I'm building a low frequency oscillator powered from 3V and it comes out that I need to use 100mH inductor (it's other story why I need so large 100mH inductor but it seems the only one possibility in my case). The only one problem is that I have strict limitations for the size - it should fit into chamber 4 x 4mm and 30mm long. The resistance of the coil should not exceed 450 Ohm.

The inductors I can find are 6-7mm in diameter minimum. I'll appreciate if you can bring me some information where to get such miniature 100mH inductors or how to build them.

One of the ideas I have is to use thin 1.5mm ferrite rod 25mm long where I can put a lot of turns of thin wire. On top of the coil I could place a thin layer of ferrite powder mixed with epoxy in order to close partially the magnetic field lines and hence to increase additionally the inductance.

Thank you.

Kind regards,
Luben
 

Apart form possible design alternatives, there are sufficient small cores like this

If at all, 100 mH could be only achieved with an ungapped core, so you also have to check for required inductance stability.

An "open path" inductor like a rod core sounds even more unrealistic.
 
Hi,

Gyrator could not be used because I need the resonance/transformer property of the LC to increase the voltages from the low power supply (battery).

100mH is not the only one possibility - any inductance bigger than 100mH could do the job until it's small enough (max outside diameter is 3.6mm, length < 30mm).

The Epcos coil falls exactly in the specs I needed. Because the magnetic field lines are closed it should yield extremely high inductance compared to ferrite rod. Thank you FvM for the idea!

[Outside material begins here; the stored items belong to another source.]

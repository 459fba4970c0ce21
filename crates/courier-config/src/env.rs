//! Environment variable fallbacks.
//!
//! Env vars are **fallback**, not override: they only fill fields that no
//! config file set. A value from `defaults.toml` still yields to them.

use std::collections::HashMap;
use std::hash::BuildHasher;

use tracing::debug;

use crate::error::{ConfigError, ConfigResult};
use crate::merge::{ConfigLayer, FieldSources};

/// Mapping from environment variable name to config field path.
struct EnvMapping {
    var_name: &'static str,
    field_path: &'static str,
    kind: ValueKind,
}

#[derive(Clone, Copy)]
enum ValueKind {
    Integer,
    String,
}

/// All supported `COURIER_*` env var mappings.
const ENV_MAPPINGS: &[EnvMapping] = &[
    EnvMapping {
        var_name: "COURIER_REPLAY_CAPACITY",
        field_path: "bus.replay_capacity",
        kind: ValueKind::Integer,
    },
    EnvMapping {
        var_name: "COURIER_DUPLICATE_POLICY",
        field_path: "bus.duplicate_policy",
        kind: ValueKind::String,
    },
    EnvMapping {
        var_name: "COURIER_CALLBACK_CONTEXT",
        field_path: "bus.callback_context",
        kind: ValueKind::String,
    },
    EnvMapping {
        var_name: "COURIER_LOG_LEVEL",
        field_path: "logging.level",
        kind: ValueKind::String,
    },
    EnvMapping {
        var_name: "COURIER_LOG_FORMAT",
        field_path: "logging.format",
        kind: ValueKind::String,
    },
];

/// Apply environment variable fallbacks to fields that were **not** set by
/// a config file.
///
/// Returns the number of env vars applied.
///
/// # Errors
///
/// Returns [`ConfigError::EnvError`] if a numeric variable does not parse.
pub fn apply_env_fallbacks<S: BuildHasher>(
    merged: &mut toml::Value,
    sources: &mut FieldSources,
    env_vars: &HashMap<String, String, S>,
) -> ConfigResult<usize> {
    let mut count: usize = 0;

    for mapping in ENV_MAPPINGS {
        if matches!(sources.get(mapping.field_path), Some(ConfigLayer::File(_))) {
            continue;
        }

        let Some(raw) = env_vars.get(mapping.var_name) else {
            continue;
        };

        debug!(
            var = mapping.var_name,
            field = mapping.field_path,
            "applying env var fallback"
        );

        let value = coerce(mapping, raw)?;
        set_field(merged, mapping.field_path, value);
        sources.insert(mapping.field_path.to_owned(), ConfigLayer::Environment);
        count = count.saturating_add(1);
    }

    Ok(count)
}

fn coerce(mapping: &EnvMapping, raw: &str) -> ConfigResult<toml::Value> {
    match mapping.kind {
        ValueKind::Integer => raw
            .trim()
            .parse::<i64>()
            .map(toml::Value::Integer)
            .map_err(|e| ConfigError::EnvError {
                var_name: mapping.var_name.to_owned(),
                message: format!("expected an integer, got '{raw}': {e}"),
            }),
        ValueKind::String => Ok(toml::Value::String(raw.trim().to_owned())),
    }
}

/// Set a dotted field path, creating intermediate tables as needed.
fn set_field(root: &mut toml::Value, path: &str, value: toml::Value) {
    let Some((parents, leaf)) = path.rsplit_once('.') else {
        if let Some(table) = root.as_table_mut() {
            table.insert(path.to_owned(), value);
        }
        return;
    };

    let mut current = root;
    for segment in parents.split('.') {
        let Some(table) = current.as_table_mut() else {
            return;
        };
        current = table
            .entry(segment.to_owned())
            .or_insert_with(|| toml::Value::Table(toml::map::Map::new()));
    }

    if let Some(table) = current.as_table_mut() {
        table.insert(leaf.to_owned(), value);
    }
}

/// Collect all current environment variables into a map.
#[must_use]
pub fn collect_env_vars() -> HashMap<String, String> {
    std::env::vars().collect()
}

#[cfg(test)]
mod tests {
    use super::*;

    fn make_env(pairs: &[(&str, &str)]) -> HashMap<String, String> {
        pairs
            .iter()
            .map(|(k, v)| ((*k).to_owned(), (*v).to_owned()))
            .collect()
    }

    #[test]
    fn test_apply_env_fallbacks() {
        let mut merged: toml::Value = toml::from_str("[bus]\nreplay_capacity = 1").unwrap();
        let mut sources = FieldSources::new();
        sources.insert("bus.replay_capacity".to_owned(), ConfigLayer::Defaults);
        let env = make_env(&[("COURIER_REPLAY_CAPACITY", "32"), ("COURIER_LOG_LEVEL", "debug")]);

        let count = apply_env_fallbacks(&mut merged, &mut sources, &env).unwrap();

        assert_eq!(count, 2);
        assert_eq!(merged["bus"]["replay_capacity"].as_integer(), Some(32));
        assert_eq!(merged["logging"]["level"].as_str(), Some("debug"));
        assert_eq!(
            sources.get("logging.level"),
            Some(&ConfigLayer::Environment)
        );
    }

    #[test]
    fn test_env_fallback_skips_file_values() {
        let mut merged: toml::Value = toml::from_str("[logging]\nlevel = \"warn\"").unwrap();
        let mut sources = FieldSources::new();
        sources.insert(
            "logging.level".to_owned(),
            ConfigLayer::File("courier.toml".to_owned()),
        );

        let env = make_env(&[("COURIER_LOG_LEVEL", "debug")]);
        let count = apply_env_fallbacks(&mut merged, &mut sources, &env).unwrap();

        assert_eq!(count, 0);
        assert_eq!(merged["logging"]["level"].as_str(), Some("warn"));
    }

    #[test]
    fn test_bad_integer_is_env_error() {
        let mut merged = toml::Value::Table(toml::map::Map::new());
        let mut sources = FieldSources::new();
        let env = make_env(&[("COURIER_REPLAY_CAPACITY", "lots")]);

        let err = apply_env_fallbacks(&mut merged, &mut sources, &env).unwrap_err();
        assert!(
            matches!(err, ConfigError::EnvError { ref var_name, .. } if var_name == "COURIER_REPLAY_CAPACITY")
        );
    }

    #[test]
    fn test_unrelated_vars_are_ignored() {
        let mut merged = toml::Value::Table(toml::map::Map::new());
        let mut sources = FieldSources::new();
        let env = make_env(&[("HOME", "/root"), ("COURIER_UNKNOWN", "x")]);

        assert_eq!(apply_env_fallbacks(&mut merged, &mut sources, &env).unwrap(), 0);
        assert!(sources.is_empty());
    }
}
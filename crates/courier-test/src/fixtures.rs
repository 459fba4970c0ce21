//! Sample event payloads.

/// Minimal sequenced event.
#[derive(Debug, Clone, Copy, PartialEq, Eq, Hash)]
pub struct Ping {
    /// Sequence number.
    pub seq: u64,
}

impl Ping {
    /// Create a ping with the given sequence number.
    #[must_use]
    pub fn new(seq: u64) -> Self {
        Self { seq }
    }
}

/// Sensor reading, the typical "latest value" sticky event.
#[derive(Debug, Clone, PartialEq)]
pub struct Reading {
    /// Sensor name.
    pub sensor: String,
    /// Measured value.
    pub value: f64,
}

impl Reading {
    /// Create a reading.
    #[must_use]
    pub fn new(sensor: impl Into<String>, value: f64) -> Self {
        Self {
            sensor: sensor.into(),
            value,
        }
    }
}

/// Free-text notification.
#[derive(Debug, Clone, PartialEq, Eq)]
pub struct Notice(pub String);

impl Notice {
    /// Create a notice.
    #[must_use]
    pub fn new(text: impl Into<String>) -> Self {
        Self(text.into())
    }
}

/// `count` pings numbered from `start`.
#[must_use]
pub fn pings(start: u64, count: u64) -> Vec<Ping> {
    (start..start.saturating_add(count)).map(Ping::new).collect()
}

#[cfg(test)]
mod tests {
    use super::*;

    #[test]
    fn test_pings_range() {
        let seqs: Vec<u64> = pings(3, 4).iter().map(|p| p.seq).collect();
        assert_eq!(seqs, vec![3, 4, 5, 6]);
        assert!(pings(0, 0).is_empty());
    }

    #[test]
    fn test_constructors() {
        assert_eq!(Reading::new("t1", 2.5).sensor, "t1");
        assert_eq!(Notice::new("hi"), Notice("hi".to_string()));
    }
}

There are two problems with the Epcos core - the price is too high and the space for the coil is too small.

>>An "open path" inductor like a rod core sounds even more unrealistic.

Actually at the moment I'm experimenting with such small "unrealistic" coil and it works perfectly well, the only one problem is that it's "home made" where I need something "on shelf", some standard product.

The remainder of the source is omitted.